#### Given records
+++

use std::collections::BTreeMap;
use std::sync::Arc;

use lazy_static::lazy_static;
use regex::{Captures, Regex};
use tracing::{debug, trace, warn};

use crate::maven::coordinates::*;
use crate::maven::repository::Repository;

pub const SUPPORTED_MODEL_VERSION: &str = "4.0.0";
const DEFAULT_PACKAGING: &str = "jar";
const MAX_SUBSTITUTION_DEPTH: usize = 8;

lazy_static! {
    static ref PLACEHOLDER_REGEX: Regex = Regex::new(r"\$\{([^}]+)\}").unwrap();
}

/// A `<dependency>` element as written in a POM, placeholders not substituted
#[derive(Debug, Clone, Default, PartialEq, Eq)]
pub struct RawPomDependency {
    pub group_id: Option<String>,
    pub artifact_id: Option<String>,
    pub version: Option<String>,
    pub classifier: Option<String>,
    pub dependency_type: Option<String>,
    pub scope: Option<String>,
    pub optional: Option<String>,
    pub exclusions: Vec<RawPomExclusion>,
}

#[derive(Debug, Clone, Default, PartialEq, Eq)]
pub struct RawPomExclusion {
    pub group_id: Option<String>,
    pub artifact_id: Option<String>,
}

#[derive(Debug, Clone, Default, PartialEq, Eq)]
pub struct ParentReference {
    pub group_id: String,
    pub artifact_id: String,
    pub version: String,
    pub relative_path: Option<String>,
}

/// The literal content of a single POM document, linked to its parent (if that was found).
///
/// Values may contain `${...}` placeholders; [RawPom::resolve] substitutes them.
#[derive(Debug, Clone, Default)]
pub struct RawPom {
    /// where the document came from, for diagnostics
    pub origin: String,
    pub group_id: Option<String>,
    pub artifact_id: Option<String>,
    pub version: Option<String>,
    pub packaging: Option<String>,
    pub properties: BTreeMap<String, String>,
    pub dependencies: Vec<RawPomDependency>,
    pub dependency_management: Vec<RawPomDependency>,
    pub parent_reference: Option<ParentReference>,
    pub parent: Option<Arc<RawPom>>,
}

impl RawPom {
    pub fn with_parent(mut self, parent: RawPom) -> RawPom {
        self.parent = Some(Arc::new(parent));
        self
    }

    /// this POM first, then its ancestors
    pub fn chain(&self) -> impl Iterator<Item=&RawPom> {
        std::iter::successors(Some(self), |pom| pom.parent.as_deref())
    }

    fn inherited<'a>(&'a self, getter: impl Fn(&'a RawPom) -> Option<&'a String>) -> Option<&'a String> {
        self.chain().find_map(getter)
    }

    /// groupId of this POM, or of the nearest ancestor declaring one
    pub fn inherited_group_id(&self) -> Option<&String> {
        self.inherited(|p| p.group_id.as_ref())
            .or_else(|| self.parent_reference.as_ref().map(|r| &r.group_id))
    }

    pub fn inherited_version(&self) -> Option<&String> {
        self.inherited(|p| p.version.as_ref())
            .or_else(|| self.parent_reference.as_ref().map(|r| &r.version))
    }

    /// `true` if this document is the one `reference` points to
    pub fn is_referenced_by(&self, reference: &ParentReference) -> bool {
        self.artifact_id.as_deref() == Some(reference.artifact_id.as_str())
            && self.inherited_group_id().map(String::as_str) == Some(reference.group_id.as_str())
    }

    /// Walks the parent chain, substituting placeholders in every dependency and dependency
    ///  management entry. Every produced dependency prefers `repository`.
    pub fn resolve(&self, repository: &Arc<Repository>, system_properties: &BTreeMap<String, String>) -> Pom {
        let translator = Translator {
            pom: self,
            system_properties,
        };

        let mut dependencies = Vec::new();
        let mut dependency_management = Vec::new();
        for (i, pom) in self.chain().enumerate() {
            if i > 0 {
                let packaging = pom.packaging.as_deref().map(|p| translator.translate(p));
                if !packaging.as_deref().unwrap_or(DEFAULT_PACKAGING).eq_ignore_ascii_case("pom") {
                    warn!("parent {} of {} has packaging {:?} (expected 'pom')", pom.origin, self.origin, packaging.as_deref().unwrap_or(DEFAULT_PACKAGING));
                }
            }
            dependencies.extend(pom.dependencies.iter().map(|d| translator.dependency(d, repository)));
            dependency_management.extend(pom.dependency_management.iter().map(|d| translator.dependency(d, repository)));
        }

        Pom {
            group_id: self.inherited_group_id().map(|s| translator.translate(s)),
            artifact_id: self.artifact_id.as_deref().map(|s| translator.translate(s)),
            version: self.inherited_version().map(|s| translator.translate(s)),
            packaging: self.packaging.as_deref()
                .map(|s| translator.translate(s))
                .unwrap_or_else(|| DEFAULT_PACKAGING.to_string()),
            dependencies,
            dependency_management,
        }
    }
}

/// Substitutes `${...}` placeholders in the context of a POM
struct Translator<'a> {
    pom: &'a RawPom,
    system_properties: &'a BTreeMap<String, String>,
}

impl Translator<'_> {
    fn translate(&self, value: &str) -> String {
        self.translate_nested(value, 0)
    }

    fn translate_nested(&self, value: &str, depth: usize) -> String {
        if !value.contains("${") {
            return value.to_string();
        }
        if depth >= MAX_SUBSTITUTION_DEPTH {
            warn!("{}: placeholders in {:?} nested too deeply - not resolved", self.pom.origin, value);
            return value.to_string();
        }

        PLACEHOLDER_REGEX.replace_all(value, |caps: &Captures| {
            let key = &caps[1];
            match self.lookup(key) {
                Some(resolved) => self.translate_nested(&resolved, depth + 1),
                None => {
                    warn!("{}: property {:?} not resolved", self.pom.origin, key);
                    caps[0].to_string()
                }
            }
        }).into_owned()
    }

    fn lookup(&self, key: &str) -> Option<String> {
        if let Some(value) = self.pom.chain().find_map(|p| p.properties.get(key)) {
            trace!("{}: property {:?} resolved through explicit properties to {:?}", self.pom.origin, key, value);
            return Some(value.clone());
        }

        if let Some(name) = key.strip_prefix("env.") {
            let value = std::env::var(name).ok();
            if let Some(value) = &value {
                warn!("{}: property {:?} resolved through the environment to {:?} - this makes the resolution unreliable", self.pom.origin, key, value);
            }
            return value;
        }

        if let Some(field) = key.strip_prefix("project.").or_else(|| key.strip_prefix("pom.")) {
            let value = self.project_field(field);
            if value.is_none() {
                warn!("{}: property {:?} is not a supported project property", self.pom.origin, key);
            }
            return value;
        }

        if key.starts_with("settings.") {
            warn!("{}: property {:?} not resolved - settings.* properties are not supported", self.pom.origin, key);
            return None;
        }

        if let Some(value) = self.system_properties.get(key) {
            debug!("{}: property {:?} resolved to system property {:?}", self.pom.origin, key, value);
            return Some(value.clone());
        }
        None
    }

    fn project_field(&self, field: &str) -> Option<String> {
        let parent = self.pom.parent_reference.as_ref();
        match field {
            "modelVersion" => Some(SUPPORTED_MODEL_VERSION.to_string()),
            "groupId" => self.pom.inherited_group_id().cloned(),
            "artifactId" => self.pom.artifact_id.clone(),
            "version" => self.pom.inherited_version().cloned(),
            "packaging" => Some(self.pom.packaging.clone().unwrap_or_else(|| DEFAULT_PACKAGING.to_string())),
            "parent.groupId" => parent.map(|p| p.group_id.clone()),
            "parent.artifactId" => parent.map(|p| p.artifact_id.clone()),
            "parent.version" => parent.map(|p| p.version.clone()),
            _ => None,
        }
    }

    fn dependency(&self, raw: &RawPomDependency, repository: &Arc<Repository>) -> Dependency {
        let translate = |s: &Option<String>| s.as_deref().map(|s| self.translate(s)).unwrap_or_default();

        let mut id = DependencyId::new(translate(&raw.group_id), translate(&raw.artifact_id), translate(&raw.version))
            .with_preferred_repository(repository.clone());
        if let Some(classifier) = &raw.classifier {
            id = id.with_attribute(CLASSIFIER, self.translate(classifier));
        }
        if let Some(dependency_type) = &raw.dependency_type {
            id = id.with_attribute(TYPE, self.translate(dependency_type));
        }
        if let Some(scope) = &raw.scope {
            id = id.with_attribute(SCOPE, self.translate(scope).to_lowercase());
        }
        if let Some(optional) = &raw.optional {
            let optional = self.translate(optional).trim().eq_ignore_ascii_case("true");
            id = id.with_attribute(OPTIONAL, optional.to_string());
        }

        let exclusions = raw.exclusions.iter()
            .map(|e| DependencyExclusion::new(
                e.group_id.as_deref().map(|s| self.translate(s)).unwrap_or_else(|| DependencyExclusion::WILDCARD.to_string()),
                e.artifact_id.as_deref().map(|s| self.translate(s)).unwrap_or_else(|| DependencyExclusion::WILDCARD.to_string()),
                DependencyExclusion::WILDCARD,
            ))
            .collect();

        Dependency::with_exclusions(id, exclusions)
    }
}

#[derive(Debug, Clone, Copy, PartialEq, Eq)]
pub enum ScopeKind {
    /// `compile`, `runtime`
    Transitive,
    /// `provided`, `test`, `system`
    NonTransitive,
    Illegal,
}
impl ScopeKind {
    pub fn of(scope: &str) -> ScopeKind {
        match scope.to_ascii_lowercase().as_str() {
            "compile" | "runtime" => ScopeKind::Transitive,
            "provided" | "test" | "system" => ScopeKind::NonTransitive,
            _ => ScopeKind::Illegal,
        }
    }
}

/// `<scope>import</scope>` of a `pom` typed entry in `<dependencyManagement>`
pub fn is_management_import(dependency: &Dependency) -> bool {
    dependency.id.packaging_type().eq_ignore_ascii_case("pom")
        && dependency.id.scope().eq_ignore_ascii_case("import")
}

/// A POM with parent inheritance and placeholders resolved
#[derive(Debug, Clone, PartialEq)]
pub struct Pom {
    pub group_id: Option<String>,
    pub artifact_id: Option<String>,
    pub version: Option<String>,
    pub packaging: String,
    pub dependencies: Vec<Dependency>,
    pub dependency_management: Vec<Dependency>,
}

impl Pom {
    fn coordinates(&self) -> String {
        format!("{}:{}:{}",
                self.group_id.as_deref().unwrap_or("?"),
                self.artifact_id.as_deref().unwrap_or("?"),
                self.version.as_deref().unwrap_or("?"),
        )
    }

    fn managed_for<'a>(dependency: &Dependency, dependency_management: &'a [Dependency]) -> Option<&'a Dependency> {
        let id = &dependency.id;
        dependency_management.iter()
            .find(|managed| {
                let managed_id = &managed.id;
                id.group == managed_id.group
                    && id.name == managed_id.name
                    && id.packaging_type() == managed_id.packaging_type()
                    && id.classifier() == managed_id.classifier()
                    && (id.version.trim().is_empty() || id.version == managed_id.version)
                    && dependency.exclusions.iter().all(|e| managed.exclusions.contains(e))
            })
    }

    fn apply_management(dependency: &Dependency, managed: &Dependency) -> Dependency {
        let mut id = dependency.id.clone();
        if id.version.trim().is_empty() {
            id.version = managed.id.version.clone();
        }
        if id.explicit_attribute(&SCOPE).is_none() {
            if let Some(scope) = managed.id.explicit_attribute(&SCOPE) {
                id = id.with_attribute(SCOPE, scope);
            }
        }
        Dependency::with_exclusions(id, managed.exclusions.clone())
    }

    /// Substitutes `flat_management` (dependency management with imports already inlined) into the
    ///  declared dependencies. Dependencies with an unknown scope are dropped.
    pub fn resolve_effective_dependencies(self, flat_management: Vec<Dependency>) -> Pom {
        let mut dependencies = Vec::with_capacity(self.dependencies.len());
        for dependency in &self.dependencies {
            let effective = match Self::managed_for(dependency, &flat_management) {
                Some(managed) => {
                    trace!("{} in {} replaced with {} from dependency management", dependency, self.coordinates(), managed);
                    Self::apply_management(dependency, managed)
                }
                None => dependency.clone(),
            };

            match ScopeKind::of(effective.id.scope()) {
                ScopeKind::Transitive | ScopeKind::NonTransitive => dependencies.push(effective),
                ScopeKind::Illegal => warn!("illegal scope {:?} of {} in {} - dropping it", effective.id.scope(), dependency, self.coordinates()),
            }
        }

        Pom {
            dependencies,
            dependency_management: flat_management,
            ..self
        }
    }

    /// The dependencies that dependents of this POM inherit, i.e. those in `compile` or `runtime`
    ///  scope
    pub fn transitive_dependencies(&self) -> impl Iterator<Item=&Dependency> {
        self.dependencies.iter()
            .filter(|d| ScopeKind::of(d.id.scope()) == ScopeKind::Transitive)
    }
}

+++

#### Activity
Exactly as they appear above, output the lines of the data from the first through the one that contains "pub struct RawPomDependency", and only those lines.

#### Solution to this problem
use std::collections::BTreeMap;
use std::sync::Arc;

use lazy_static::lazy_static;
use regex::{Captures, Regex};
use tracing::{debug, trace, warn};

use crate::maven::coordinates::*;
use crate::maven::repository::Repository;

pub const SUPPORTED_MODEL_VERSION: &str = "4.0.0";
const DEFAULT_PACKAGING: &str = "jar";
const MAX_SUBSTITUTION_DEPTH: usize = 8;

lazy_static! {
    static ref PLACEHOLDER_REGEX: Regex = Regex::new(r"\$\{([^}]+)\}").unwrap();
}

/// A `<dependency>` element as written in a POM, placeholders not substituted
#[derive(Debug, Clone, Default, PartialEq, Eq)]
pub struct RawPomDependency {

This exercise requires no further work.